# aliquote.org

Things from the internet that I heard about recently.

• Deep Javascript: Another JS ressource; think of Eloquent Javascript and the like, but from a more advanced point of view.

• The Book of Statistical Proofs is an online textbook I bookmarked a while and forgot in the mean time. I found it mentioned by Luke Tiernay himself on Twitter, so I thought I would revisit its content. Note that this book covers a wide range of topics, from elementary statistics (Covariance of independent random variables) to more advanced Bayesian statistics (Conjugate prior distribution for Poisson-distributed data). As I noted earlier on, I hope this textbook keeps being updated as it may become the new HyperSpec of stats or something like that.

• Loess: local polynomial regression: I see a lot of statistical packages coming out on the Racket side, which is great. This one, combined to the data-frame package, could well mark the rebirth of LispStat and the advent of a Scheme for statistics.

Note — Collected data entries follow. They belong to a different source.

//! Session State
//!
//! The authenticated identity and its lifecycle:
//!
//! ```text
//! Initializing -> Anonymous | Active(session) -> Active(updated)* -> Anonymous
//! ```
//!
//! Views read the session through [`SessionState`]; only the session owner
//! ([`SessionManager`] natively, the UI's session context in the browser)
//! changes it.

#[cfg(feature = "native")]
mod manager;

#[cfg(feature = "native")]
pub use manager::SessionManager;

use chrono::NaiveDate;
use serde::{Deserialize, Deserializer, Serialize};
use thiserror::Error;

use crate::routing::AuthStatus;
use crate::validation::ValidationError;

/// Storage key of the bearer credential (browser `localStorage`)
pub const TOKEN_KEY: &str = "authToken";

pub const LOGIN_FALLBACK_ERROR: &str = "Invalid email or password";
pub const REGISTER_FALLBACK_ERROR: &str = "Registration failed. Please try again.";
pub const PROFILE_UPDATE_ERROR: &str = "Failed to update profile";
pub const PROFILE_UPDATE_SUCCESS: &str = "Profile updated successfully!";

/// Whether an auth response status means the saved credential is no
/// longer valid. Other failures leave the credential in place.
pub fn rejects_credential(status: u16) -> bool {
    matches!(status, 401 | 403)
}

pub const GENDER_OPTIONS: [&str; 3] = ["Male", "Female", "Other"];
pub const BLOOD_GROUP_OPTIONS: [&str; 8] = ["A+", "A-", "B+", "B-", "AB+", "AB-", "O+", "O-"];

/// The signed-in user
#[derive(Debug, Clone, PartialEq, Serialize, Deserialize)]
pub struct Session {
    #[serde(alias = "_id", deserialize_with = "deserialize_id", default)]
    pub id: String,
    #[serde(default)]
    pub username: String,
    #[serde(default)]
    pub email: String,
    #[serde(flatten)]
    pub profile: ProfileFields,
}

impl Session {
    /// Name for the dashboard greeting
    pub fn display_name(&self) -> &str {
        if self.username.trim().is_empty() {
            "User"
        } else {
            &self.username
        }
    }
}

fn deserialize_id<'de, D>(deserializer: D) -> Result<String, D::Error>
where
    D: Deserializer<'de>,
{
    #[derive(Deserialize)]
    #[serde(untagged)]
    enum Id {
        Number(i64),
        Text(String),
    }

    Ok(match Id::deserialize(deserializer)? {
        Id::Number(n) => n.to_string(),
        Id::Text(s) => s,
    })
}

/// Editable profile fields. Empty means unset; unset fields serialize as
/// `null` so a cleared value reaches the auth service.
#[derive(Debug, Clone, Default, PartialEq, Serialize, Deserialize)]
pub struct ProfileFields {
    #[serde(default)]
    pub fullname: Option<String>,
    /// ISO date (`YYYY-MM-DD`); the backend may send a full timestamp
    #[serde(default)]
    pub dob: Option<String>,
    #[serde(default)]
    pub gender: Option<String>,
    #[serde(default)]
    pub bloodgroup: Option<String>,
    /// Centimetres
    #[serde(default)]
    pub height: Option<f64>,
    /// Kilograms
    #[serde(default)]
    pub weight: Option<f64>,
}

impl ProfileFields {
    pub const KEYS: [&'static str; 6] = ["fullname", "dob", "gender", "bloodgroup", "height", "weight"];

    /// Set one field from its text form. An empty value clears the field.
    pub fn set(&mut self, key: &str, value: &str) -> Result<(), ValidationError> {
        let value = value.trim();
        let cleared = value.is_empty();

        match key {
            "fullname" => self.fullname = (!cleared).then(|| value.to_string()),
            "dob" => {
                if cleared {
                    self.dob = None;
                } else {
                    let date = parse_date(value).ok_or_else(|| ValidationError::InvalidValue {
                        field: "dob",
                        value: value.to_string(),
                    })?;
                    self.dob = Some(date.format("%Y-%m-%d").to_string());
                }
            }
            "gender" => self.gender = choice("gender", value, &GENDER_OPTIONS)?,
            "bloodgroup" => self.bloodgroup = choice("bloodgroup", value, &BLOOD_GROUP_OPTIONS)?,
            "height" => self.height = measurement("height", value)?,
            "weight" => self.weight = measurement("weight", value)?,
            other => return Err(ValidationError::UnknownField(other.to_string())),
        }
        Ok(())
    }

    /// Date of birth as a date, for the date input
    pub fn dob_date(&self) -> Option<NaiveDate> {
        self.dob.as_deref().and_then(parse_date)
    }

    /// Text form of a field, empty when unset
    pub fn get(&self, key: &str) -> String {
        match key {
            "fullname" => self.fullname.clone().unwrap_or_default(),
            "dob" => self
                .dob_date()
                .map(|d| d.format("%Y-%m-%d").to_string())
                .unwrap_or_default(),
            "gender" => self.gender.clone().unwrap_or_default(),
            "bloodgroup" => self.bloodgroup.clone().unwrap_or_default(),
            "height" => self.height.map(|h| h.to_string()).unwrap_or_default(),
            "weight" => self.weight.map(|w| w.to_string()).unwrap_or_default(),
            _ => String::new(),
        }
    }
}

/// Accepts `YYYY-MM-DD` or a timestamp starting with one
fn parse_date(value: &str) -> Option<NaiveDate> {
    let day = value.get(..10).unwrap_or(value);
    NaiveDate::parse_from_str(day, "%Y-%m-%d").ok()
}

fn choice(
    field: &'static str,
    value: &str,
    options: &[&str],
) -> Result<Option<String>, ValidationError> {
    if value.is_empty() {
        return Ok(None);
    }
    options
        .iter()
        .find(|o| o.eq_ignore_ascii_case(value))
        .map(|o| Some(o.to_string()))
        .ok_or_else(|| ValidationError::InvalidValue {
            field,
            value: value.to_string(),
        })
}

fn measurement(field: &'static str, value: &str) -> Result<Option<f64>, ValidationError> {
    if value.is_empty() {
        return Ok(None);
    }
    match value.parse::<f64>() {
        Ok(v) if v.is_finite() && v > 0.0 => Ok(Some(v)),
        _ => Err(ValidationError::InvalidValue {
            field,
            value: value.to_string(),
        }),
    }
}

/// Where the session is in its lifecycle
#[derive(Debug, Clone, Default, PartialEq)]
pub enum SessionState {
    /// Startup: the persisted credential has not been checked yet
    #[default]
    Initializing,
    Anonymous,
    Active(Session),
}

impl SessionState {
    pub fn is_loading(&self) -> bool {
        matches!(self, SessionState::Initializing)
    }

    pub fn is_authenticated(&self) -> bool {
        matches!(self, SessionState::Active(_))
    }

    pub fn user(&self) -> Option<&Session> {
        match self {
            SessionState::Active(session) => Some(session),
            _ => None,
        }
    }

    /// What the route guard sees
    pub fn status(&self) -> AuthStatus {
        AuthStatus {
            is_authenticated: self.is_authenticated(),
            loading: self.is_loading(),
        }
    }

    /// Finish startup resolution
    pub fn resolve(&mut self, session: Option<Session>) {
        *self = match session {
            Some(s) => SessionState::Active(s),
            None => SessionState::Anonymous,
        };
    }

    pub fn sign_in(&mut self, session: Session) {
        *self = SessionState::Active(session);
    }

    /// Replace the signed-in user after a profile update.
    pub fn update(&mut self, session: Session) -> Result<(), SessionError> {
        match self {
            SessionState::Active(current) => {
                *current = session;
                Ok(())
            }
            _ => Err(SessionError::NotAuthenticated),
        }
    }

    pub fn clear(&mut self) {
        *self = SessionState::Anonymous;
    }
}

// ============================================
// Auth API wire types
// ============================================

#[derive(Debug, Clone, PartialEq, Serialize, Deserialize)]
pub struct LoginRequest {
    pub email: String,
    pub password: String,
}

#[derive(Debug, Clone, PartialEq, Serialize, Deserialize)]
pub struct RegisterRequest {
    pub username: String,
    pub email: String,
    pub password: String,
}

/// Successful login or registration
#[derive(Debug, Clone, Deserialize)]
pub struct AuthResponse {
    pub token: String,
    pub user: Session,
}

/// Error body of the auth API
#[derive(Debug, Clone, Default, Deserialize)]
pub struct AuthErrorBody {
    #[serde(default)]
    pub message: Option<String>,
}

impl AuthErrorBody {
    pub fn message_from(body: &str) -> Option<String> {
        serde_json::from_str::<AuthErrorBody>(body)
            .ok()
            .and_then(|b| b.message)
            .filter(|m| !m.trim().is_empty())
    }
}

/// Session operation errors. `Display` is the message shown on the form.
#[derive(Error, Debug)]
pub enum SessionError {
    #[error("{0}")]
    Auth(String),

    #[error(transparent)]
    Validation(#[from] ValidationError),

    #[error("Not signed in")]
    NotAuthenticated,

    #[cfg(feature = "native")]
    #[error("Storage error: {0}")]
    Storage(#[from] crate::persist::StorageError),
}

#[cfg(test)]
mod tests {
    use super::*;

    fn session(name: &str) -> Session {
        Session {
            id: "1".to_string(),
            username: name.to_string(),
            email: format!("{}@example.com", name),
            profile: ProfileFields::default(),
        }
    }

    #[test]
    fn test_lifecycle() {
        let mut state = SessionState::default();
        assert!(state.is_loading());
        assert_eq!(state.status(), AuthStatus::resolving());

        state.resolve(None);
        assert_eq!(state.status(), AuthStatus::signed_out());

        state.sign_in(session("john"));
        assert_eq!(state.status(), AuthStatus::signed_in());
        assert_eq!(state.user().unwrap().username, "john");

        state.update(session("johnny")).unwrap();
        assert_eq!(state.user().unwrap().username, "johnny");

        state.clear();
        assert!(state.user().is_none());
        assert!(!state.is_loading());
    }

    #[test]
    fn test_update_requires_session() {
        let mut state = SessionState::Anonymous;
        assert!(matches!(
            state.update(session("x")),
            Err(SessionError::NotAuthenticated)
        ));
    }

    #[test]
    fn test_decode_user_with_profile() {
        let text = r#"{
            "_id": "65f0c2",
            "username": "jane",
            "email": "jane@example.com",
            "fullname": "Jane Doe",
            "dob": "1990-05-17T00:00:00.000Z",
            "bloodgroup": "O+",
            "height": 168
        }"#;
        let user: Session = serde_json::from_str(text).unwrap();
        assert_eq!(user.id, "65f0c2");
        assert_eq!(user.profile.fullname.as_deref(), Some("Jane Doe"));
        assert_eq!(user.profile.get("dob"), "1990-05-17");
        assert_eq!(user.profile.height, Some(168.0));
        assert_eq!(user.profile.weight, None);
    }

    #[test]
    fn test_numeric_id() {
        let user: Session = serde_json::from_str(r#"{"id": 42, "username": "a", "email": "b"}"#).unwrap();
        assert_eq!(user.id, "42");
    }

    #[test]
    fn test_display_name_fallback() {
        assert_eq!(session("").display_name(), "User");
        assert_eq!(session("john").display_name(), "john");
    }

    #[test]
    fn test_profile_set() {
        let mut fields = ProfileFields::default();
        fields.set("gender", "female").unwrap();
        fields.set("bloodgroup", "AB-").unwrap();
        fields.set("height", "172.5").unwrap();
        fields.set("dob", "1985-11-02").unwrap();

        assert_eq!(fields.gender.as_deref(), Some("Female"));
        assert_eq!(fields.bloodgroup.as_deref(), Some("AB-"));
        assert_eq!(fields.height, Some(172.5));
        assert_eq!(fields.dob_date(), NaiveDate::from_ymd_opt(1985, 11, 2));

        fields.set("height", "").unwrap();
        assert_eq!(fields.height, None);
    }

    #[test]
    fn test_profile_set_rejects_bad_values() {
        let mut fields = ProfileFields::default();
        assert!(matches!(
            fields.set("bloodgroup", "C+"),
            Err(ValidationError::InvalidValue { field: "bloodgroup", .. })
        ));
        assert!(fields.set("weight", "-3").is_err());
        assert!(fields.set("dob", "last year").is_err());
        assert_eq!(
            fields.set("shoe_size", "42"),
            Err(ValidationError::UnknownField("shoe_size".to_string()))
        );
    }

    #[test]
    fn test_profile_body_carries_cleared_fields() {
        let user: Session = serde_json::from_str(
            r#"{"id": 1, "username": "jane", "email": "j@x.io", "fullname": "Jane Doe", "weight": 61}"#,
        )
        .unwrap();
        let mut fields = user.profile.clone();
        fields.set("fullname", "").unwrap();

        let value = serde_json::to_value(&fields).unwrap();
        assert_eq!(
            value,
            serde_json::json!({
                "fullname": null,
                "dob": null,
                "gender": null,
                "bloodgroup": null,
                "height": null,
                "weight": 61.0
            })
        );
    }

    #[test]
    fn test_only_auth_statuses_reject_credential() {
        assert!(rejects_credential(401));
        assert!(rejects_credential(403));
        assert!(!rejects_credential(500));
        assert!(!rejects_credential(503));
        assert!(!rejects_credential(404));
    }

    #[test]
    fn test_auth_error_message() {
        assert_eq!(
            AuthErrorBody::message_from(r#"{"message": "User already exists"}"#).as_deref(),
            Some("User already exists")
        );
        assert_eq!(AuthErrorBody::message_from("Bad Gateway"), None);
    }
}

• Culture des données, données de la culture: Very nice slideshow by Joël Gombin, with lot of useful insights.

Technically, then, what we understand as data are actually capta (derived from the Latin capere, meaning ‘to take’); those units of data that have been selected and harvested from the sum of all potential data. — Kitchin, 2014

• Down memory lane: the Hive paper: Of course, I recommend to subscribe to the author’s blog, there’s always something to learn from the weekly feeds. This post in particular is interesting in that it provides a nice overview of Hive (and its cousin or backend Hadoop, but all Apache products are generally good) and its original approach to data munging.

• Pattern matching in Python, with some nice application): For what is worth, a rewrite of Lis.py (Peter Norvig) using the latest top-notch feature of Python 3.

Unfortunately, code reviews also appear to be a difficult problem. Many projects are bottlenecked by code reviews, in that reviewers are hard to find and progress gets slowed down by having to wait a long time for reviews.
The “solution” that I’ve often seen applied in practice is to have lower quality code reviews. Reviewers don’t attempt to gain a proper understanding of a change, so reviews become shallower and therefore easier. This is convenient on the surface, but more likely to allow bad code to go through: a subtle corner case that isn’t covered by tests (yet?) may be missed, there may be a misunderstanding of a relevant underlying spec, a bad design decision slips through, and so on. This is bound to cause pains later on. — They want to be small, they want to be big: thoughts on code reviews and the power of patch series

Which is to say: the very same phenomenon appears to operate in scientific publishing and reviewing.